▸ **Exercise**
Take from the data every line in which the word "ViewState" is found.

▸ **Provided material**

//! 地図レイヤーの同期
//!
//! データセットの内容を描画面（Tauri のフロントエンド、またはメモリ上のレジストリ）へ
//! 反映する。タイル識別子をレイヤーIDとし、前回描画したレイヤーとの差分で更新する。

use std::collections::{BTreeMap, BTreeSet};
use std::sync::Arc;

use serde::{Deserialize, Serialize};
use serde_json::{json, Value};

use crate::color_scale::{color_for, Color};
use crate::dataset::bounds_of;
use crate::geometry::BoundingBox;
use crate::model::MapSettings;
use crate::session::PipelineSnapshot;
use crate::types::{Position, ScoreRange, TileRecord};

/// 1タイル分の描画内容
#[derive(Debug, Clone, PartialEq, Serialize, Deserialize)]
pub struct LayerSpec {
    pub id: String,
    pub ring: Arc<[Position]>,
    pub fill: Color,
    pub fill_opacity: f32,
    pub score: Option<f64>,
}

#[derive(Debug, Clone, Copy, PartialEq, Serialize, Deserialize)]
pub struct ViewState {
    /// `[lon, lat]`
    pub center: Position,
    pub zoom: f64,
}

/// レイヤーを描画できる面
pub trait RenderSurface {
    fn upsert_layer(&mut self, layer: &LayerSpec);
    fn remove_layer(&mut self, id: &str);
    fn fit_bounds(&mut self, bounds: &BoundingBox);
    fn set_view(&mut self, view: &ViewState);
}

#[derive(Debug, Clone, Copy, PartialEq)]
pub struct LayerStyle {
    pub predicted_opacity: f32,
    pub pending_opacity: f32,
}

impl From<&MapSettings> for LayerStyle {
    fn from(settings: &MapSettings) -> Self {
        Self {
            predicted_opacity: settings.predicted_opacity,
            pending_opacity: settings.pending_opacity,
        }
    }
}

impl Default for LayerStyle {
    fn default() -> Self {
        Self::from(&MapSettings::default())
    }
}

/// 1回の同期で行った操作の件数
#[derive(Debug, Clone, Copy, Default, PartialEq, Eq, Serialize)]
pub struct SyncReport {
    pub upserted: usize,
    pub removed: usize,
    pub skipped: usize,
}

#[derive(Debug, Default)]
pub struct MapLayerSync {
    style: LayerStyle,
    rendered: BTreeSet<String>,
    fitted_generation: Option<u64>,
}

impl MapLayerSync {
    pub fn new(style: LayerStyle) -> Self {
        Self {
            style,
            rendered: BTreeSet::new(),
            fitted_generation: None,
        }
    }

    pub fn layer_for(&self, record: &TileRecord, range: &ScoreRange) -> LayerSpec {
        let fill_opacity = if record.is_predicted() {
            self.style.predicted_opacity
        } else {
            self.style.pending_opacity
        };
        LayerSpec {
            id: record.id.clone(),
            ring: record.polygon.clone(),
            fill: color_for(record.score, range),
            fill_opacity,
            score: record.score,
        }
    }

    /// レコード一覧を描画面に反映する
    ///
    /// 新しい一覧にないレイヤーを先に削除してから追加・更新する。
    /// ポリゴンが空のタイルは描画しない。
    pub fn sync<R: RenderSurface + ?Sized>(
        &mut self,
        records: &[TileRecord],
        range: &ScoreRange,
        surface: &mut R,
    ) -> SyncReport {
        let mut report = SyncReport::default();
        let wanted: BTreeSet<&str> = records
            .iter()
            .filter(|r| r.has_geometry())
            .map(|r| r.id.as_str())
            .collect();

        let stale: Vec<String> = self
            .rendered
            .iter()
            .filter(|id| !wanted.contains(id.as_str()))
            .cloned()
            .collect();
        for id in stale {
            surface.remove_layer(&id);
            self.rendered.remove(&id);
            report.removed += 1;
        }

        for record in records {
            if !record.has_geometry() {
                report.skipped += 1;
                continue;
            }
            surface.upsert_layer(&self.layer_for(record, range));
            self.rendered.insert(record.id.clone());
            report.upserted += 1;
        }

        tracing::debug!(
            "[MapLayerSync] 追加・更新 {}, 削除 {}, ジオメトリなし {}",
            report.upserted,
            report.removed,
            report.skipped
        );
        report
    }

    /// スナップショットを反映する。新しい世代を初めて見たときは表示範囲も合わせる
    pub fn apply_snapshot<R: RenderSurface + ?Sized>(
        &mut self,
        snapshot: &PipelineSnapshot,
        surface: &mut R,
    ) -> SyncReport {
        let report = self.sync(&snapshot.records, &snapshot.range, surface);
        if self.fitted_generation != Some(snapshot.generation) {
            self.fitted_generation = Some(snapshot.generation);
            fit_viewport(&snapshot.records, surface);
        }
        report
    }

    pub fn rendered(&self) -> impl Iterator<Item = &str> {
        self.rendered.iter().map(String::as_str)
    }
}

/// 全タイルの外接矩形に表示範囲を合わせる。ジオメトリが1つもなければ何もしない
pub fn fit_viewport<R: RenderSurface + ?Sized>(
    records: &[TileRecord],
    surface: &mut R,
) -> Option<BoundingBox> {
    let bounds = bounds_of(records)?;
    surface.fit_bounds(&bounds);
    Some(bounds)
}

/// 「全体表示」「初期位置に戻す」の操作
#[derive(Debug, Clone, Copy)]
pub struct ViewController {
    initial: ViewState,
}

impl ViewController {
    pub fn new(initial: ViewState) -> Self {
        Self { initial }
    }

    pub fn zoom_to_focus<R: RenderSurface + ?Sized>(
        &self,
        records: &[TileRecord],
        surface: &mut R,
    ) -> Option<BoundingBox> {
        fit_viewport(records, surface)
    }

    pub fn reset_view<R: RenderSurface + ?Sized>(&self, surface: &mut R) -> ViewState {
        surface.set_view(&self.initial);
        self.initial
    }
}

impl From<&MapSettings> for ViewController {
    fn from(settings: &MapSettings) -> Self {
        Self::new(ViewState {
            center: settings.initial_center,
            zoom: settings.initial_zoom,
        })
    }
}

/// メモリ上の描画面
#[derive(Debug, Clone, Default)]
pub struct LayerRegistry {
    layers: BTreeMap<String, LayerSpec>,
    order: Vec<String>,
    pub bounds: Option<BoundingBox>,
    pub view: Option<ViewState>,
}

impl LayerRegistry {
    pub fn new() -> Self {
        Self::default()
    }

    pub fn get(&self, id: &str) -> Option<&LayerSpec> {
        self.layers.get(id)
    }

    pub fn len(&self) -> usize {
        self.layers.len()
    }

    pub fn is_empty(&self) -> bool {
        self.layers.is_empty()
    }

    /// 追加された順のレイヤー
    pub fn layers(&self) -> impl Iterator<Item = &LayerSpec> {
        self.order.iter().filter_map(|id| self.layers.get(id))
    }

    /// 描画中のレイヤーを GeoJSON の FeatureCollection として書き出す
    pub fn to_geojson(&self) -> Value {
        let features: Vec<Value> = self
            .layers()
            .map(|layer| {
                json!({
                    "type": "Feature",
                    "id": layer.id,
                    "geometry": {
                        "type": "Polygon",
                        "coordinates": [layer.ring],
                    },
                    "properties": {
                        "tile_id": layer.id,
                        "score": layer.score,
                        "fill": layer.fill.to_css(),
                        "fill_opacity": layer.fill_opacity,
                    },
                })
            })
            .collect();
        json!({
            "type": "FeatureCollection",
            "features": features,
        })
    }
}

impl RenderSurface for LayerRegistry {
    fn upsert_layer(&mut self, layer: &LayerSpec) {
        if self.layers.insert(layer.id.clone(), layer.clone()).is_none() {
            self.order.push(layer.id.clone());
        }
    }

    fn remove_layer(&mut self, id: &str) {
        if self.layers.remove(id).is_some() {
            self.order.retain(|existing| existing != id);
        }
    }

    fn fit_bounds(&mut self, bounds: &BoundingBox) {
        self.bounds = Some(*bounds);
    }

    fn set_view(&mut self, view: &ViewState) {
        self.view = Some(*view);
    }
}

▸ **Written solution**
pub struct ViewState {
    fn set_view(&mut self, view: &ViewState);
    initial: ViewState,
    pub fn new(initial: ViewState) -> Self {
    pub fn reset_view<R: RenderSurface + ?Sized>(&self, surface: &mut R) -> ViewState {
        Self::new(ViewState {
    pub view: Option<ViewState>,
    fn set_view(&mut self, view: &ViewState) {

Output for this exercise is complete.